Wednesday, March 2, 2016

Interview on author Barb Kramer's blog

Happy March, Everyone!

I'm delighted to tell you that children's author and blogger, Barb Kramer, has posted an interview with me today on her blog. We chat about my recent nonfiction biographies of Frederick Douglass and Sequoyah, among other projects, including my upcoming book about the history of cookies and my forthcoming picture books. It was great fun to chat with Barb. Stop by and give it a read, then let Barb and me know what you think!

Have a great day!


Thursday, January 28, 2016



I've got something delicious to show you. The cover of my new book from Simon & Schuster, THE WAY THE COOKIE CRUMBLED!

It's all about the history of cookies. Scrumptious! It will be available July 5.

Here's a description from my publisher's website:

C is for cookie in this fact-tastic nonfiction Level 3 Ready-to-Read that explores the history of cookies, part of a series about the history of fun stuff!

Did you know that Queen Elizabeth I used to have gingerbread cookies molded into the shapes of her favorite advisors? Or that Girl Scouts used to bake the cookies they sold themselves? Or that if you stacked all the Oreos ever made, they would reach to the moon and back five times? Become a History of Fun Stuff Expert on the super-sweet history of cookies and amaze your friends with all you’ve learned in this fun, fact-filled Level 3 Ready-to-Read!

A special section at the back of the book includes Common Core–vetted extras on subjects like science, social studies, and math, and there’s even a fun quiz so readers can test themselves to see what they’ve learned! Learning history has never been so much fun!

Tuesday, December 29, 2015

Two new books from Lerner! What's Your Story, Frederick Douglass? and What's Your Story, Sequoyah?

Happy Holidays, Everyone!

In the warm before the cold a couple days ago, my two newest books from Lerner Publishing landed on my doorstep: What's Your Story, Frederick Douglass? and What's Your Story, Sequoyah? Such fascinating men, both of whom fought for the rights of their people. Douglass for African Americans during the 1800s, and Sequoyah for the Cherokee and American Indian tribes. The books look great! I hope your library or school gets a copy.

Monday, November 9, 2015

"Koala Wanted" poem in Highlights, Dec 2015

Highlights Magazine

Hi, everyone,

Good news! My sleepy koalas have found their way to Highlights! Thanks, Joelle and the Highlights team, and thanks, Jess von Innerebner, for such an adorable illustration!

Please check out Jess's other work here,

Take care!

Tuesday, November 3, 2015

Please indulge me for a minute...



                                      KANSAS CITY ROYALS


                                             THE WORLD SERIES!!!

We're huge baseball fans at my house, and following the Royals through the World Series was the most fun we've had in a long time. My family and I attended the parade in downtown Kansas City today, and it was a huge blast!

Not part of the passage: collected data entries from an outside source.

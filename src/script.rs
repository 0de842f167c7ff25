//! Bet redemption script template matcher
//!
//! A wager is redeemed by a scriptSig of the form
//!
//! ```text
//! <4: bound block tag> <sig> <pubkey> [OP_PUSHDATA1] <len> <redeem script>
//! ```
//!
//! where the redeem script is
//!
//! ```text
//! OP_DUP OP_HASH160 <20: pubkey hash> OP_EQUALVERIFY OP_CHECKSIG OP_IF
//!   { OP_DUP <4: number> OP_EQUAL OP_IF OP_DROP OP_TRUE OP_ELSE }   (N - 1 times)
//!   <4: number> OP_EQUALVERIFY OP_TRUE
//!   { OP_ENDIF }                                                    (N - 1 times)
//! OP_ELSE OP_DROP OP_FALSE OP_ENDIF <4: argument> OP_DROP
//! ```
//!
//! The matcher walks the redeem script backwards from its end and the push
//! prefix forwards from the script start; the two walks must meet exactly.

use tracing::{trace, warn};

use crate::constants::{BET_NUMBER_SIZE, MAX_BET_NUMBERS, PUBKEY_HASH_PUSH_SIZE};
use crate::cursor::{match_template, BackwardCursor, ForwardCursor, TemplateByte};
use crate::error::TemplateError;
use crate::opcodes::*;
use crate::types::{BetNumbers, TransactionInput};

use TemplateByte::{Any, Op};

/// Trailing window: closes the outer `OP_IF` and drops the argument push.
pub const TRAILER_TEMPLATE: [TemplateByte; 10] = [
    Op(OP_ELSE),
    Op(OP_DROP),
    Op(OP_FALSE),
    Op(OP_ENDIF),
    Any,
    Any,
    Any,
    Any,
    Any,
    Op(OP_DROP),
];

/// Tail of every nested wager test, preceding its number push.
pub const NESTED_BET_TEMPLATE: [TemplateByte; 5] = [
    Op(OP_EQUAL),
    Op(OP_IF),
    Op(OP_DROP),
    Op(OP_TRUE),
    Op(OP_ELSE),
];

/// Signature check opening the wager branch.
pub const SIGNATURE_TEMPLATE: [TemplateByte; 3] = [Op(OP_EQUALVERIFY), Op(OP_CHECKSIG), Op(OP_IF)];

/// Redeem script prefix.
pub const PREFIX_TEMPLATE: [TemplateByte; 2] = [Op(OP_DUP), Op(OP_HASH160)];

/// Offset of the argument push opcode inside the trailing window
const ARGUMENT_PUSH_OFFSET: usize = 4;

/// Result of a successful template match
#[derive(Debug, Clone, PartialEq, Eq)]
pub struct BetMatch {
    /// Number of wagers encoded, `1..=MAX_BET_NUMBERS`
    pub bets_encoded: usize,
    /// Wager numbers, innermost (last encoded) first
    pub numbers: BetNumbers,
    /// Script offset where the redeem script starts
    pub redeem_offset: usize,
}

/// Match a redemption scriptSig against the bet template.
pub fn match_bet_script(script: &[u8]) -> Result<BetMatch, TemplateError> {
    let mut back = BackwardCursor::at_end(script);
    back.take_template(&TRAILER_TEMPLATE)?;

    // OP_TRUE preceded by one OP_ENDIF per nested wager
    let mut bets_encoded = 0;
    for closers in 0..MAX_BET_NUMBERS {
        let offset = back.position().saturating_sub(1);
        match back.take_byte()? {
            OP_TRUE => {
                bets_encoded = closers + 1;
                break;
            }
            OP_ENDIF => continue,
            found => {
                return Err(TemplateError::Mismatch { offset, expected: OP_ENDIF, found });
            }
        }
    }
    if bets_encoded == 0 {
        return Err(TemplateError::UnterminatedChain);
    }

    back.expect_op(OP_EQUALVERIFY)?;
    let mut numbers = Vec::with_capacity(bets_encoded);
    numbers.push(back.take_i32_le()?);
    // push length byte of the number, not part of the template
    back.skip(1)?;

    for _ in 1..bets_encoded {
        back.take_template(&NESTED_BET_TEMPLATE)?;
        numbers.push(back.take_i32_le()?);
        back.skip(1)?;
        back.expect_op(OP_DUP)?;
    }

    back.take_template(&SIGNATURE_TEMPLATE)?;
    back.skip(PUBKEY_HASH_PUSH_SIZE)?;
    back.take_template(&PREFIX_TEMPLATE)?;

    let redeem_offset = redeem_script_offset(script)?;
    if redeem_offset != back.position() {
        return Err(TemplateError::CursorMismatch {
            forward: redeem_offset,
            backward: back.position(),
        });
    }

    Ok(BetMatch { bets_encoded, numbers, redeem_offset })
}

/// Forward walk: block tag, signature and public key pushes, then the
/// redeem script's own length prefix.
fn redeem_script_offset(script: &[u8]) -> Result<usize, TemplateError> {
    let mut fwd = ForwardCursor::at_start(script);
    for _ in 0..3 {
        fwd.skip_short_push()?;
    }
    if fwd.peek_byte()? == OP_PUSHDATA1 {
        fwd.skip(1)?;
    }
    fwd.skip(1)?;
    Ok(fwd.position())
}

/// Match the input's scriptSig; `None` when it is not a bet redemption.
///
/// Scripts without the bet trailer are ordinary spends and are dismissed
/// quietly; a script that has the trailer but fails the full match is logged.
pub fn is_input_bet(input: &TransactionInput) -> Option<BetMatch> {
    if !has_bet_trailer(&input.script_sig) {
        trace!("no bet trailer");
        return None;
    }
    match match_bet_script(&input.script_sig) {
        Ok(bet) => Some(bet),
        Err(err) => {
            warn!(%err, "transaction format check failed");
            None
        }
    }
}

/// Game argument pushed just before the final `OP_DROP`.
pub fn script_argument(script: &[u8]) -> Result<u32, TemplateError> {
    let mut back = BackwardCursor::at_end(script);
    let window = back.take_template(&TRAILER_TEMPLATE)?;
    let push = window[ARGUMENT_PUSH_OFFSET];
    if push as usize != BET_NUMBER_SIZE {
        return Err(TemplateError::BadArgumentPush(push));
    }
    let value = &window[ARGUMENT_PUSH_OFFSET + 1..ARGUMENT_PUSH_OFFSET + 1 + BET_NUMBER_SIZE];
    Ok(u32::from_le_bytes([value[0], value[1], value[2], value[3]]))
}

/// Block tag bound into the scriptSig's first push.
pub fn script_block_tag(script: &[u8]) -> Result<u32, TemplateError> {
    let mut fwd = ForwardCursor::at_start(script);
    fwd.skip(1)?;
    let tag = fwd.take(4)?;
    Ok(u32::from_le_bytes([tag[0], tag[1], tag[2], tag[3]]))
}

/// `OP_HASH160 <20> OP_EQUAL`
pub fn is_pay_to_script_hash(script_pubkey: &[u8]) -> bool {
    script_pubkey.len() == 23
        && script_pubkey[0] == OP_HASH160
        && script_pubkey[1] == 0x14
        && script_pubkey[22] == OP_EQUAL
}

/// Match the trailing window only; cheap pre-filter for callers scanning inputs.
pub fn has_bet_trailer(script: &[u8]) -> bool {
    script.len() >= TRAILER_TEMPLATE.len()
        && match_template(&script[script.len() - TRAILER_TEMPLATE.len()..], &TRAILER_TEMPLATE, 0)
            .is_ok()
}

Here's a great overview of the day's events. Enjoy!

Tuesday, October 13, 2015

River Read Update--with Pictures!

What a great day to be a Pirate!

River Read was a huge success, thanks to the hard work of Shannon Cuff, her staff, and the Park students who ushered everyone around and made sure all the technology worked.

And thanks to the kids and teachers. You were great! Wish I'd gotten a picture or two of us.

Here are a few of the authors who participated in today's event (photo credit: Natasha Hanova).
(l to r, Susan Schank, Ann Ingalls, me, Lisa McCormick, Mary Schulte, Debra McArthur)

(l to r, Susan Schank, Natasha Hanova, me, Lisa McCormick, Mary Schulte, Debra McArthur)

Tuesday, October 6, 2015

Park University's River Read is Coming!

Hey Everyone,

Park University's River Read is just around the corner--October 13, 2015--and I'm excited! River Read is a day-long event for 4th graders in the area to gather at Park University and interact with authors of children's literature. Students will learn about writing fiction, nonfiction, the difference among genres, and more.

I'll be participating for the fourth year, and I can't wait to see the kids, their teachers, and parents! My session is called Creating Great Characters. We're going to talk about how writers develop characters their readers care about. What makes fictional characters memorable? How they look? How they speak? How can you tell Henry from Mudge in the text?

I'll try to post a picture or two afterwards. See you soon!